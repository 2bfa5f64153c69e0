//! Publisher: the only component that writes to the external store.
//!
//! Auto-approved records are inserted (or merged when their dedup-hash is
//! already published); review-tier records go to the persisted review
//! queue; candidates whose store writes ultimately fail are requeued at
//! low priority and dead-lettered once their pipeline attempts run out.
//! Writes are serialized per dedup-hash so concurrent insert/merge for the
//! same semantic record cannot interleave; different hashes publish in
//! parallel.

use std::sync::Arc;
use std::time::Duration;

use chrono::Utc;
use dashmap::DashMap;
use tracing::{debug, info, warn};
use uuid::Uuid;

use crate::adapters::{AuditEntry, OpportunityPatch, OpportunityStore, OrganizationAttrs, VectorIndex};
use crate::config::{PublishConfig, TimeoutConfig};
use crate::dead_letter::DeadLetterEntry;
use crate::dedup::{DedupOutcome, DedupVerdict};
use crate::error::{Error, Result};
use crate::metrics;
use crate::queue::PersistedQueue;
use crate::record::{
    CandidateRecord, OpportunityRecord, OpportunityStatus, Priority, VerificationStatus,
};
use crate::router::RouterHandle;
use crate::validate::{Validation, ValidationTier};

/// Terminal routing of one candidate through the publisher.
#[derive(Debug, Clone, PartialEq, Eq)]
pub enum PublishOutcome {
    /// Inserted as a new opportunity
    Inserted {
        /// Store-assigned id
        id: String,
    },
    /// Merged into an existing opportunity
    Merged {
        /// Target opportunity id
        id: String,
    },
    /// Appended to the review queue
    Reviewed {
        /// Review-queue row id
        review_id: i64,
    },
    /// Store failure; requeued to the router at low priority
    Requeued,
    /// Pipeline attempts exhausted; written to the dead-letter sink
    DeadLettered,
}

/// The publish stage.
pub struct Publisher {
    store: Arc<dyn OpportunityStore>,
    vector: Arc<dyn VectorIndex>,
    queue: PersistedQueue,
    router: RouterHandle,
    config: PublishConfig,
    timeouts: TimeoutConfig,
    /// Per-dedup-hash write serialization.
    locks: DashMap<String, Arc<tokio::sync::Mutex<()>>>,
}

impl Publisher {
    /// Build a publisher over the store, vector index and persisted queues.
    #[must_use]
    pub fn new(
        store: Arc<dyn OpportunityStore>,
        vector: Arc<dyn VectorIndex>,
        queue: PersistedQueue,
        router: RouterHandle,
        config: PublishConfig,
        timeouts: TimeoutConfig,
    ) -> Self {
        Self {
            store,
            vector,
            queue,
            router,
            config,
            timeouts,
            locks: DashMap::new(),
        }
    }

    /// Publish a validated candidate: insert, merge or enqueue for review.
    pub async fn publish(
        &self,
        candidate: CandidateRecord,
        dedup: &DedupOutcome,
        validation: &Validation,
    ) -> PublishOutcome {
        match self.try_publish(&candidate, dedup, validation).await {
            Ok(outcome) => outcome,
            Err(e) => self.handle_failure(candidate, &e).await,
        }
    }

    async fn try_publish(
        &self,
        candidate: &CandidateRecord,
        dedup: &DedupOutcome,
        validation: &Validation,
    ) -> Result<PublishOutcome> {
        if validation.tier == ValidationTier::Review {
            return self.enqueue_review(candidate, dedup, validation).await;
        }

        // Semantic key; candidates without the fields for a full signature
        // fall back to their content identity so the per-hash lock still
        // serializes them.
        let dedup_hash = candidate
            .dedup_hash()
            .unwrap_or_else(|| candidate.content_hash.clone());

        let lock = Arc::clone(
            &self
                .locks
                .entry(dedup_hash.clone())
                .or_insert_with(|| Arc::new(tokio::sync::Mutex::new(())))
                .value(),
        );
        let _guard = lock.lock().await;

        // A hard duplicate verdict goes straight to a merge with the
        // strongest match.
        if dedup.verdict == DedupVerdict::Duplicate {
            if let Some(best) = &dedup.best {
                let id = best.existing_id.clone();
                self.merge(candidate, &id, validation).await?;
                return Ok(PublishOutcome::Merged { id });
            }
        }

        let opportunity = self.build_opportunity(candidate, dedup, validation, &dedup_hash).await?;
        match self
            .with_store_retry("store.insert", || async {
                self.store.insert_opportunity(&opportunity).await
            })
            .await
        {
            Ok(id) => {
                self.audit("insert", &id, "auto-approved by validator").await;
                self.upsert_embedding(&id, candidate).await;
                info!(
                    opportunity_id = %id,
                    dedup_hash = %dedup_hash,
                    confidence = validation.confidence,
                    "opportunity published"
                );
                metrics::STAGE_RECORDS_TOTAL
                    .with_label_values(&["publish", "inserted"])
                    .inc();
                Ok(PublishOutcome::Inserted { id })
            }
            Err(Error::DuplicateKey(_)) => {
                // Lost the race (or dedup missed a just-published record):
                // redirect to a merge with the published holder of the hash.
                let existing = self
                    .with_store_retry("store.find_by_dedup_hash", || async {
                        self.store.find_by_dedup_hash(&dedup_hash).await
                    })
                    .await?
                    .ok_or_else(|| {
                        Error::InternalInvariant(format!(
                            "dedup-hash {dedup_hash} reported duplicate but is not findable"
                        ))
                    })?;
                self.merge(candidate, &existing.id, validation).await?;
                Ok(PublishOutcome::Merged { id: existing.id })
            }
            Err(e) => Err(e),
        }
    }

    async fn merge(
        &self,
        candidate: &CandidateRecord,
        existing_id: &str,
        validation: &Validation,
    ) -> Result<()> {
        let patch = OpportunityPatch {
            add_source_urls: candidate.source_urls.clone(),
            add_merged_from: vec![candidate.content_hash.clone()],
            // The store applies confidence monotonically: it never
            // decreases an already-published record's confidence.
            confidence: Some(validation.confidence),
        };
        self.with_store_retry("store.merge", || async {
            self.store.merge_opportunity(existing_id, &patch).await
        })
        .await?;
        self.audit(
            "merge",
            existing_id,
            &format!("duplicate of candidate {}", candidate.content_hash),
        )
        .await;
        metrics::STAGE_RECORDS_TOTAL
            .with_label_values(&["publish", "merged"])
            .inc();
        debug!(
            opportunity_id = %existing_id,
            candidate = %candidate.content_hash,
            "merged duplicate candidate"
        );
        Ok(())
    }

    async fn enqueue_review(
        &self,
        candidate: &CandidateRecord,
        dedup: &DedupOutcome,
        validation: &Validation,
    ) -> Result<PublishOutcome> {
        let payload = serde_json::json!({
            "candidate": candidate,
            "confidence": validation.confidence,
            "dedup_verdict": dedup.verdict.as_str(),
            "best_match": dedup.best,
        });
        let review_id = self
            .queue
            .review_enqueue(payload, validation.reasons.clone())
            .await?;
        self.audit(
            "enqueue_review",
            &candidate.content_hash,
            &validation.reasons.join(","),
        )
        .await;
        metrics::STAGE_RECORDS_TOTAL
            .with_label_values(&["publish", "reviewed"])
            .inc();
        Ok(PublishOutcome::Reviewed { review_id })
    }

    async fn build_opportunity(
        &self,
        candidate: &CandidateRecord,
        dedup: &DedupOutcome,
        validation: &Validation,
        dedup_hash: &str,
    ) -> Result<OpportunityRecord> {
        let organization_id = match &dedup.resolved_org {
            Some(resolved) => resolved.id.clone(),
            None => {
                let attrs = OrganizationAttrs {
                    name: candidate
                        .fields
                        .primary_organization()
                        .unwrap_or("unknown")
                        .to_string(),
                    country: candidate.fields.geography.first().cloned(),
                };
                self.with_store_retry("store.find_or_create_organization", || async {
                    self.store.find_or_create_organization(&attrs).await
                })
                .await?
            }
        };

        Ok(OpportunityRecord {
            id: Uuid::new_v4().to_string(),
            dedup_hash: dedup_hash.to_string(),
            organization_id,
            fields: candidate.fields.clone(),
            source_urls: candidate.source_urls.clone(),
            merged_from: vec![candidate.content_hash.clone()],
            verification: VerificationStatus::Unverified,
            confidence: validation.confidence,
            equity_annotations: equity_annotations(candidate),
            status: OpportunityStatus::Active,
            published_at: Utc::now(),
        })
    }

    /// Store failure path: requeue at low priority with one more attempt
    /// consumed; dead-letter once the pipeline attempt budget is gone.
    async fn handle_failure(&self, mut candidate: CandidateRecord, error: &Error) -> PublishOutcome {
        candidate.attempts += 1;
        if candidate.attempts >= self.config.max_pipeline_attempts {
            return self.dead_letter(candidate, error).await;
        }
        candidate.priority = Priority::Low;
        warn!(
            content_hash = %candidate.content_hash,
            attempts = candidate.attempts,
            error = %error,
            "publish failed; requeueing at low priority"
        );
        match self.router.submit(candidate.clone()) {
            Ok(()) => PublishOutcome::Requeued,
            Err(submit_err) => {
                warn!(error = %submit_err, "requeue failed; dead-lettering");
                self.dead_letter(candidate, error).await
            }
        }
    }

    async fn dead_letter(&self, candidate: CandidateRecord, error: &Error) -> PublishOutcome {
        let stage = "publish";
        metrics::DEAD_LETTER_TOTAL.with_label_values(&[stage]).inc();
        let entry = DeadLetterEntry::new(candidate, stage, error);
        warn!(
            candidate = %entry.candidate_hash,
            trace_id = %entry.trace_id,
            error = %entry.error,
            "candidate dead-lettered"
        );
        if let Err(e) = self.queue.dead_letter_put(entry).await {
            warn!(error = %e, "dead-letter write failed; record context is lost");
        }
        PublishOutcome::DeadLettered
    }

    async fn audit(&self, action: &str, subject: &str, reason: &str) {
        let entry = AuditEntry::publisher(action, subject, reason);
        if let Err(e) = self.store.append_audit_log(&entry).await {
            warn!(action, subject, error = %e, "audit log write failed");
        }
    }

    /// Best-effort embedding upsert so future semantic dedup sees this
    /// record. Failures only log.
    async fn upsert_embedding(&self, id: &str, candidate: &CandidateRecord) {
        let text = format!(
            "{} {}",
            candidate.fields.title, candidate.fields.description
        );
        if text.trim().is_empty() {
            return;
        }
        let embedded =
            match tokio::time::timeout(self.timeouts.embedding, self.vector.embed(&text)).await {
                Ok(Ok(vector)) => vector,
                Ok(Err(e)) => {
                    debug!(error = %e, "embedding upsert skipped");
                    return;
                }
                Err(_) => return,
            };
        let metadata = serde_json::json!({ "content_hash": candidate.content_hash });
        if let Ok(Err(e)) = tokio::time::timeout(
            self.timeouts.embedding,
            self.vector.upsert(id, &embedded, metadata),
        )
        .await
        {
            debug!(error = %e, "vector upsert failed");
        }
    }

    async fn with_store_retry<T, F, Fut>(&self, operation: &str, mut call: F) -> Result<T>
    where
        F: FnMut() -> Fut,
        Fut: std::future::Future<Output = Result<T>>,
    {
        let mut attempt = 0u32;
        loop {
            attempt += 1;
            match tokio::time::timeout(self.timeouts.store, call()).await {
                Ok(Ok(value)) => return Ok(value),
                Ok(Err(e)) if e.is_transient() && attempt < self.config.store_retry_attempts => {
                    let exp = 1u64.checked_shl(attempt - 1).unwrap_or(u64::MAX);
                    let delay = Duration::from_millis(
                        self.config
                            .store_retry_base
                            .as_millis()
                            .saturating_mul(u128::from(exp))
                            .min(self.config.store_retry_cap.as_millis())
                            as u64,
                    );
                    warn!(
                        operation,
                        attempt,
                        delay_ms = delay.as_millis() as u64,
                        error = %e,
                        "transient store error, retrying"
                    );
                    tokio::time::sleep(delay).await;
                }
                Ok(Err(e)) => return Err(e),
                Err(_) => {
                    return Err(Error::DeadlineExceeded {
                        operation: operation.to_string(),
                        deadline: self.timeouts.store,
                    })
                }
            }
        }
    }
}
━━━━━━
◆ **Work instructions**
Please show the lines of the material that contain the string "metrics".

◆ **Output below**
use crate::metrics;
                metrics::STAGE_RECORDS_TOTAL
        metrics::STAGE_RECORDS_TOTAL
        metrics::STAGE_RECORDS_TOTAL
        metrics::DEAD_LETTER_TOTAL.with_label_values(&[stage]).inc();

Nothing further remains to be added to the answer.